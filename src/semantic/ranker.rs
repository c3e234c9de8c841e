//! Turns raw index hits into a deduplicated top-k list.

use std::cmp::Ordering;
use std::collections::HashMap;

use serde::Serialize;

use crate::catalog::CatalogItem;
use crate::semantic::index::{IndexError, SearchHit, SearchIndex};

/// Candidates fetched per requested result.
pub const DEFAULT_OVERFETCH_FACTOR: usize = 3;

/// Upper bound on the first candidate pool.
pub const DEFAULT_MAX_CANDIDATES: usize = 50;

#[derive(Debug, thiserror::Error)]
pub enum RankError {
    #[error("k must be at least 1, got {0}")]
    InvalidK(usize),

    #[error(transparent)]
    Index(#[from] IndexError),
}

/// One recommended item and its similarity to the query.
#[derive(Debug, Clone, PartialEq, Serialize)]
pub struct RankedResult {
    pub item: CatalogItem,
    pub score: f32,
}

#[derive(Debug, Clone)]
pub struct Ranker {
    overfetch_factor: usize,
    max_candidates: usize,
    min_score: Option<f32>,
}

impl Default for Ranker {
    fn default() -> Self {
        Self {
            overfetch_factor: DEFAULT_OVERFETCH_FACTOR,
            max_candidates: DEFAULT_MAX_CANDIDATES,
            min_score: None,
        }
    }
}

impl Ranker {
    pub fn new(overfetch_factor: usize, max_candidates: usize) -> Self {
        Self {
            overfetch_factor: overfetch_factor.max(1),
            max_candidates: max_candidates.max(1),
            min_score: None,
        }
    }

    /// Drop results scoring below `min_score`.
    pub fn with_min_score(mut self, min_score: Option<f32>) -> Self {
        self.min_score = min_score;
        self
    }

    /// First candidate pool size for `k` results.
    fn pool_size(&self, k: usize) -> usize {
        k.saturating_mul(self.overfetch_factor)
            .clamp(k, self.max_candidates.max(k))
    }

    /// Rank the catalog against `query`.
    ///
    /// Results are distinct by item id, sorted by score descending with ties
    /// in ascending id order. When deduplication leaves fewer than `k` items
    /// the pool is doubled until it covers every entry, so `k` beyond the
    /// catalog size yields every item and a smaller `k` always yields a
    /// prefix of a larger one.
    pub fn rank(
        &self,
        query: &[f32],
        index: &dyn SearchIndex,
        k: usize,
    ) -> Result<Vec<RankedResult>, RankError> {
        if k == 0 {
            return Err(RankError::InvalidK(k));
        }

        let total = index.entry_count();
        let mut pool = self.pool_size(k);

        let best = loop {
            let hits = index.search(query, pool)?;
            let best = dedup_by_id(hits);

            if best.len() >= k || pool >= total {
                break best;
            }

            log::debug!(
                "pool of {pool} yielded {} distinct items, widening",
                best.len()
            );
            pool = pool.saturating_mul(2).min(total);
        };

        let results = best
            .into_iter()
            .filter(|hit| self.min_score.map_or(true, |min| hit.score >= min))
            .take(k)
            .filter_map(|hit| {
                index.item(&hit.id).map(|item| RankedResult {
                    item: item.clone(),
                    score: hit.score,
                })
            })
            .collect();

        Ok(results)
    }
}

/// Keep the best-scoring hit per id, ordered by score then id.
fn dedup_by_id(hits: Vec<SearchHit>) -> Vec<SearchHit> {
    let mut best: HashMap<String, f32> = HashMap::with_capacity(hits.len());

    for hit in hits {
        best.entry(hit.id)
            .and_modify(|score| {
                if hit.score > *score {
                    *score = hit.score;
                }
            })
            .or_insert(hit.score);
    }

    let mut deduped = best
        .into_iter()
        .map(|(id, score)| SearchHit { id, score })
        .collect::<Vec<_>>();

    deduped.sort_by(|a, b| {
        b.score
            .partial_cmp(&a.score)
            .unwrap_or(Ordering::Equal)
            .then_with(|| a.id.cmp(&b.id))
    });

    deduped
}
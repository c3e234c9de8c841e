use clap::Parser;
use tracing_subscriber::EnvFilter;

use assessrec::{
    app::AppFactory,
    cli::{self, Command},
};

fn main() -> anyhow::Result<()> {
    tracing_subscriber::fmt()
        .with_env_filter(
            EnvFilter::try_from_default_env().unwrap_or_else(|_| EnvFilter::new("info")),
        )
        .init();

    let args = cli::Args::parse();

    let paths = AppFactory::get_paths(args.base_path.as_deref())?;
    let config = AppFactory::create_config(&paths)?;

    match args.command {
        Command::Build { catalog } => cli::handle_build(&config, catalog.as_deref()),

        Command::Recommend {
            query,
            k,
            text,
            url,
            json,
        } => cli::handle_recommend(&config, query, k, text, url, json),

        Command::Serve { bind } => cli::handle_serve(config, bind),

        Command::Evaluate { file, k, json } => cli::handle_evaluate(&config, &file, k, json),

        Command::Verify {} => cli::handle_verify(&config),
    }
}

::::

Activity -
Repeat exactly the lines of the data from the first one through the line with "first candidate pool.", both of them included.

Task output -
filename src/semantic/ranker.rs
repository c3e234c9de8c841e
//! Turns raw index hits into a deduplicated top-k list.

use std::cmp::Ordering;
use std::collections::HashMap;

use serde::Serialize;

use crate::catalog::CatalogItem;
use crate::semantic::index::{IndexError, SearchHit, SearchIndex};

/// Candidates fetched per requested result.
pub const DEFAULT_OVERFETCH_FACTOR: usize = 3;

/// Upper bound on the first candidate pool.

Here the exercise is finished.